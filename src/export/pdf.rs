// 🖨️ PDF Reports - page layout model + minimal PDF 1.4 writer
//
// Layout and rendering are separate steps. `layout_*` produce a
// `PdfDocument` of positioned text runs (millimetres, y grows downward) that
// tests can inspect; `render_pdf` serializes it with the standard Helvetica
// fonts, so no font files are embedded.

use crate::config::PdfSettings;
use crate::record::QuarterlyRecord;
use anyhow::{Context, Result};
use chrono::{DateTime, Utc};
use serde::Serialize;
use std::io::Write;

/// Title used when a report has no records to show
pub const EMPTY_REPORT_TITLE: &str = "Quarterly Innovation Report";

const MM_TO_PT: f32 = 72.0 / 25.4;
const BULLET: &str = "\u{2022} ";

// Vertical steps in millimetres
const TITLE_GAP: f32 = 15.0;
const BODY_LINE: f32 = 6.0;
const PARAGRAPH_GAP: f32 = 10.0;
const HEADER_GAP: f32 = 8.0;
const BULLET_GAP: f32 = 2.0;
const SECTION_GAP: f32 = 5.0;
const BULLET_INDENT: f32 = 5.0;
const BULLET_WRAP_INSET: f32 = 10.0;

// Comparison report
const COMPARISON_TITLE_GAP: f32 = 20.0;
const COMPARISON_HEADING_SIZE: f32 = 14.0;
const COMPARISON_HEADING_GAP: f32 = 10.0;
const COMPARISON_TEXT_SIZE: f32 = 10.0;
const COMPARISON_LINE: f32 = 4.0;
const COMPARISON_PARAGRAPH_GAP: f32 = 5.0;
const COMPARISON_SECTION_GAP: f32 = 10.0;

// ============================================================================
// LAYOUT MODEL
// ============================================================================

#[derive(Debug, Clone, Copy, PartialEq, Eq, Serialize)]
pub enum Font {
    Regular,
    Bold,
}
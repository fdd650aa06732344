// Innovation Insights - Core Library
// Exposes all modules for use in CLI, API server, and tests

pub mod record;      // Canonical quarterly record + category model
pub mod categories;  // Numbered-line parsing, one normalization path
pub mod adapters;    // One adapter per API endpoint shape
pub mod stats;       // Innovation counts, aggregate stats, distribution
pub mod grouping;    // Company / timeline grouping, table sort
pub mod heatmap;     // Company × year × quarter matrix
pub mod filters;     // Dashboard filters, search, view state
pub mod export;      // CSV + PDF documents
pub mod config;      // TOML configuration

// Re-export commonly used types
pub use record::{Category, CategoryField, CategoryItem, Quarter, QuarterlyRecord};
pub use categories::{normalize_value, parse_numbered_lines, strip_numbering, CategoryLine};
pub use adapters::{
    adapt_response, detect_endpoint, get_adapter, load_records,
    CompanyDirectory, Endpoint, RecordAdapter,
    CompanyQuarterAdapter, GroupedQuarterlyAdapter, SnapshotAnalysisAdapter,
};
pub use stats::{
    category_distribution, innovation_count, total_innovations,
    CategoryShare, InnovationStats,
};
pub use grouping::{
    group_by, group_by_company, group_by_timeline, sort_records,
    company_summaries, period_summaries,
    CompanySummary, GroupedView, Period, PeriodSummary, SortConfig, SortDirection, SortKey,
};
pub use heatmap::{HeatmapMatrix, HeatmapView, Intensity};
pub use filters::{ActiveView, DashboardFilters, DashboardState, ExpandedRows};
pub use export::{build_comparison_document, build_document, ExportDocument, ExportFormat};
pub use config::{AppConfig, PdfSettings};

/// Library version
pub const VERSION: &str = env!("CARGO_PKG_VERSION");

────────────────────

◆ **ASSIGNMENT**: Transcribe all of the material without omitting a line.

◆ **RESPONSE BOX**:
filename src/export/pdf.rs
// 🖨️ PDF Reports - page layout model + minimal PDF 1.4 writer
//
// Layout and rendering are separate steps. `layout_*` produce a
// `PdfDocument` of positioned text runs (millimetres, y grows downward) that
// tests can inspect; `render_pdf` serializes it with the standard Helvetica
// fonts, so no font files are embedded.

use crate::config::PdfSettings;
use crate::record::QuarterlyRecord;
use anyhow::{Context, Result};
use chrono::{DateTime, Utc};
use serde::Serialize;
use std::io::Write;

/// Title used when a report has no records to show
pub const EMPTY_REPORT_TITLE: &str = "Quarterly Innovation Report";

const MM_TO_PT: f32 = 72.0 / 25.4;
const BULLET: &str = "\u{2022} ";

// Vertical steps in millimetres
const TITLE_GAP: f32 = 15.0;
const BODY_LINE: f32 = 6.0;
const PARAGRAPH_GAP: f32 = 10.0;
const HEADER_GAP: f32 = 8.0;
const BULLET_GAP: f32 = 2.0;
const SECTION_GAP: f32 = 5.0;
const BULLET_INDENT: f32 = 5.0;
const BULLET_WRAP_INSET: f32 = 10.0;

// Comparison report
const COMPARISON_TITLE_GAP: f32 = 20.0;
const COMPARISON_HEADING_SIZE: f32 = 14.0;
const COMPARISON_HEADING_GAP: f32 = 10.0;
const COMPARISON_TEXT_SIZE: f32 = 10.0;
const COMPARISON_LINE: f32 = 4.0;
const COMPARISON_PARAGRAPH_GAP: f32 = 5.0;
const COMPARISON_SECTION_GAP: f32 = 10.0;

// ============================================================================
// LAYOUT MODEL
// ============================================================================

#[derive(Debug, Clone, Copy, PartialEq, Eq, Serialize)]
pub enum Font {
    Regular,
    Bold,
}
repository fdd650aa06732344
// Innovation Insights - Core Library
// Exposes all modules for use in CLI, API server, and tests

pub mod record;      // Canonical quarterly record + category model
pub mod categories;  // Numbered-line parsing, one normalization path
pub mod adapters;    // One adapter per API endpoint shape
pub mod stats;       // Innovation counts, aggregate stats, distribution
pub mod grouping;    // Company / timeline grouping, table sort
pub mod heatmap;     // Company × year × quarter matrix
pub mod filters;     // Dashboard filters, search, view state
pub mod export;      // CSV + PDF documents
pub mod config;      // TOML configuration

// Re-export commonly used types
pub use record::{Category, CategoryField, CategoryItem, Quarter, QuarterlyRecord};
pub use categories::{normalize_value, parse_numbered_lines, strip_numbering, CategoryLine};
pub use adapters::{
    adapt_response, detect_endpoint, get_adapter, load_records,
    CompanyDirectory, Endpoint, RecordAdapter,
    CompanyQuarterAdapter, GroupedQuarterlyAdapter, SnapshotAnalysisAdapter,
};
pub use stats::{
    category_distribution, innovation_count, total_innovations,
    CategoryShare, InnovationStats,
};
pub use grouping::{
    group_by, group_by_company, group_by_timeline, sort_records,
    company_summaries, period_summaries,
    CompanySummary, GroupedView, Period, PeriodSummary, SortConfig, SortDirection, SortKey,
};
pub use heatmap::{HeatmapMatrix, HeatmapView, Intensity};
pub use filters::{ActiveView, DashboardFilters, DashboardState, ExpandedRows};
pub use export::{build_comparison_document, build_document, ExportDocument, ExportFormat};
pub use config::{AppConfig, PdfSettings};

/// Library version
pub const VERSION: &str = env!("CARGO_PKG_VERSION");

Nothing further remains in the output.